Modification of GP63 genes from diverse species of Leishmania for expression of recombinant protein at high levels in Escherichia coli

Abstract

Toward the future development of a defined subunit vaccine against leishmaniasis, high levels of recombinant GP63 for diverse species of Leishmania were produced in Escherichia coli. Several features of Leishmania GP63 genes were simultaneously modified with the polymerase chain reaction (PCR) using either cloned genes or total genomic DNA from Leishmania as template DNA for the PCR amplification reactions. The PCR products included only the coding region for the predicted mature form of GP63 that occurs on the surface of Leishmania, flanked by the appropriate translation signals and cloning sites for the production of recombinant GP63 as nonfusion protein in E. coli.
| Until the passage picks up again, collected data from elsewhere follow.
//! Key normalization: join identifiers and setlist positions.
//!
//! Spreadsheet exports lose type information. The same event id can arrive
//! as `42`, `"42"` or `"42.0"` depending on which tool touched the sheet
//! last; positions can be blank, placeholders or free text. Everything here
//! is total: bad input degrades to "no key" or [`OrderKey::Unordered`].

use std::cmp::Ordering;

use serde::Serialize;
use vsop_table::present;

/// String form of a join identifier, or `None` when the cell is missing.
///
/// Trims, then drops a float-formatting artifact from integral numbers
/// (`"42.0"`, `"42.000"` → `"42"`). Other values pass through unchanged.
pub fn normalize_join_key(cell: &str) -> Option<String> {
    let t = present(cell)?;
    Some(strip_float_artifact(t).to_string())
}

fn strip_float_artifact(s: &str) -> &str {
    let Some((int, frac)) = s.split_once('.') else {
        return s;
    };
    let digits = int.strip_prefix(['-', '+']).unwrap_or(int);
    let integral = !digits.is_empty() && digits.bytes().all(|b| b.is_ascii_digit());
    let zero_frac = !frac.is_empty() && frac.bytes().all(|b| b == b'0');
    if integral && zero_frac {
        int
    } else {
        s
    }
}

/// `true` when two cells name the same key after normalization.
pub fn same_key(a: &str, b: &str) -> bool {
    match (normalize_join_key(a), normalize_join_key(b)) {
        (Some(x), Some(y)) => x == y,
        _ => false,
    }
}

/// `true` when two order cells name the same setlist position.
///
/// Numeric cells compare by value (`5`, `05`, `5.0`); anything else falls
/// back to [`same_key`].
pub fn same_position(a: &str, b: &str) -> bool {
    match (OrderKey::parse(a), OrderKey::parse(b)) {
        (OrderKey::Position(x), OrderKey::Position(y)) => x == y,
        _ => same_key(a, b),
    }
}

/// `true` for cells that parse to the number zero (`0`, `0.0`, `-0`).
pub fn is_zero_like(cell: &str) -> bool {
    present(cell)
        .and_then(|t| t.parse::<f64>().ok())
        .is_some_and(|v| v == 0.0)
}

// ---------------------------------------------------------------------------
// Ordering key
// ---------------------------------------------------------------------------

/// Numeric setlist position. Unparseable positions sort after all numeric ones.
#[derive(Debug, Clone, Copy, Serialize)]
#[serde(rename_all = "snake_case")]
pub enum OrderKey {
    Position(f64),
    Unordered,
}

impl OrderKey {
    pub fn parse(cell: &str) -> Self {
        match present(cell).and_then(|t| t.parse::<f64>().ok()) {
            Some(v) if v.is_finite() => OrderKey::Position(v),
            _ => OrderKey::Unordered,
        }
    }

    pub fn is_unordered(&self) -> bool {
        matches!(self, OrderKey::Unordered)
    }
}

impl Ord for OrderKey {
    fn cmp(&self, other: &Self) -> Ordering {
        match (self, other) {
            (OrderKey::Position(a), OrderKey::Position(b)) => a.total_cmp(b),
            (OrderKey::Position(_), OrderKey::Unordered) => Ordering::Less,
            (OrderKey::Unordered, OrderKey::Position(_)) => Ordering::Greater,
            (OrderKey::Unordered, OrderKey::Unordered) => Ordering::Equal,
        }
    }
}

impl PartialOrd for OrderKey {
    fn partial_cmp(&self, other: &Self) -> Option<Ordering> {
        Some(self.cmp(other))
    }
}

impl PartialEq for OrderKey {
    fn eq(&self, other: &Self) -> bool {
        self.cmp(other) == Ordering::Equal
    }
}

impl Eq for OrderKey {}
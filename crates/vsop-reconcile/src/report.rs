use std::collections::BTreeMap;

use serde::Serialize;
use vsop_schema::LogicalField;
use vsop_table::TableKind;

/// Join statistics for one load cycle.
///
/// Informational only. Nothing here is an error: unmatched rows and
/// virtual columns are the expected result of drifting sheets.
#[derive(Clone, Debug, Default, PartialEq, Eq, Serialize)]
pub struct JoinReport {
    pub performances: usize,
    pub events: usize,
    pub matched: usize,
    pub unmatched: usize,
    /// Parent ids that named no event (sorted, unique).
    pub unmatched_keys: Vec<String>,
    /// Performances whose position did not parse.
    pub unordered: usize,
    /// Event ids with no performance rows (table order).
    pub events_without_setlist: Vec<String>,
    pub virtual_columns: BTreeMap<TableKind, Vec<LogicalField>>,
}

impl JoinReport {
    /// `true` when every performance matched and no column was invented.
    pub fn is_clean(&self) -> bool {
        self.unmatched == 0 && self.virtual_columns.values().all(Vec::is_empty)
    }
}
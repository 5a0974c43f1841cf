//! Source boundary: where raw tables come from.
//!
//! A source either yields a whole table or fails; there is no partial table.
//! Callers treat any [`SourceError`] as fatal for the current load cycle.

use std::collections::BTreeMap;
use std::fmt;

use crate::{RawTable, TableKind, TablePair};

// ---------------------------------------------------------------------------
// Error type
// ---------------------------------------------------------------------------

/// Errors a [`TableSource`] may return.
#[derive(Debug)]
pub enum SourceError {
    /// File-system failure reading a local table.
    Io(String),
    /// The payload could not be decoded as CSV.
    Csv(String),
    /// Network or transport failure.
    Transport(String),
    /// The remote endpoint answered with a non-success status.
    Http { status: u16, message: String },
    /// The source does not hold the requested table.
    Missing(TableKind),
    /// The source is misconfigured (e.g. no URL or path given).
    Config(String),
}

impl fmt::Display for SourceError {
    fn fmt(&self, f: &mut fmt::Formatter<'_>) -> fmt::Result {
        match self {
            SourceError::Io(msg) => write!(f, "io error: {msg}"),
            SourceError::Csv(msg) => write!(f, "csv error: {msg}"),
            SourceError::Transport(msg) => write!(f, "transport error: {msg}"),
            SourceError::Http { status, message } => {
                write!(f, "http error status={status}: {message}")
            }
            SourceError::Missing(kind) => write!(f, "source has no '{kind}' table"),
            SourceError::Config(msg) => write!(f, "source config error: {msg}"),
        }
    }
}

impl std::error::Error for SourceError {}

// ---------------------------------------------------------------------------
// Source trait
// ---------------------------------------------------------------------------

/// Anything that can produce the raw performances and events tables.
///
/// Object safe so callers can hold a `Box<dyn TableSource>` chosen from config.
pub trait TableSource: Send + Sync {
    /// Short name identifying this source kind (e.g. `"csv"`).
    fn name(&self) -> &'static str;

    /// Read one table in full.
    fn load(&self, kind: TableKind) -> Result<RawTable, SourceError>;

    /// Read both tables; the first failure aborts the pair.
    fn load_pair(&self) -> Result<TablePair, SourceError> {
        Ok(TablePair {
            performances: self.load(TableKind::Performances)?,
            events: self.load(TableKind::Events)?,
        })
    }
}

// ---------------------------------------------------------------------------
// In-memory source
// ---------------------------------------------------------------------------

/// Tables already held in memory: fixtures, or a remote fetch kept for the cycle.
#[derive(Debug, Clone, Default)]
pub struct MemorySource {
    tables: BTreeMap<TableKind, RawTable>,
}

impl MemorySource {
    pub fn new() -> Self {
        Self::default()
    }

    pub fn from_pair(pair: TablePair) -> Self {
        Self::new()
            .with(TableKind::Performances, pair.performances)
            .with(TableKind::Events, pair.events)
    }

    pub fn with(mut self, kind: TableKind, table: RawTable) -> Self {
        self.tables.insert(kind, table);
        self
    }
}

impl TableSource for MemorySource {
    fn name(&self) -> &'static str {
        "memory"
    }

    fn load(&self, kind: TableKind) -> Result<RawTable, SourceError> {
        self.tables
            .get(&kind)
            .cloned()
            .ok_or(SourceError::Missing(kind))
    }
}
When the codon usage in the GP63 gene was modified to reduce the guanine and cytosine content for the codons adjacent to the ATG initiation codon, rGP63 represented about 50% of total protein in E. coli. Mouse monoclonal antibodies raised against purified Leishmania major rGP63 had equivalent immunoblotting characteristics for native GP63 and recombinant GP63 with respect to linear determinants on GP63 expressed in diverse species of Leishmania. Human T cell lines and clones were derived from a patient infected with Leishmania braziliensis panamensis using rGP63 purified from an L. major GP63 expression clone as antigen.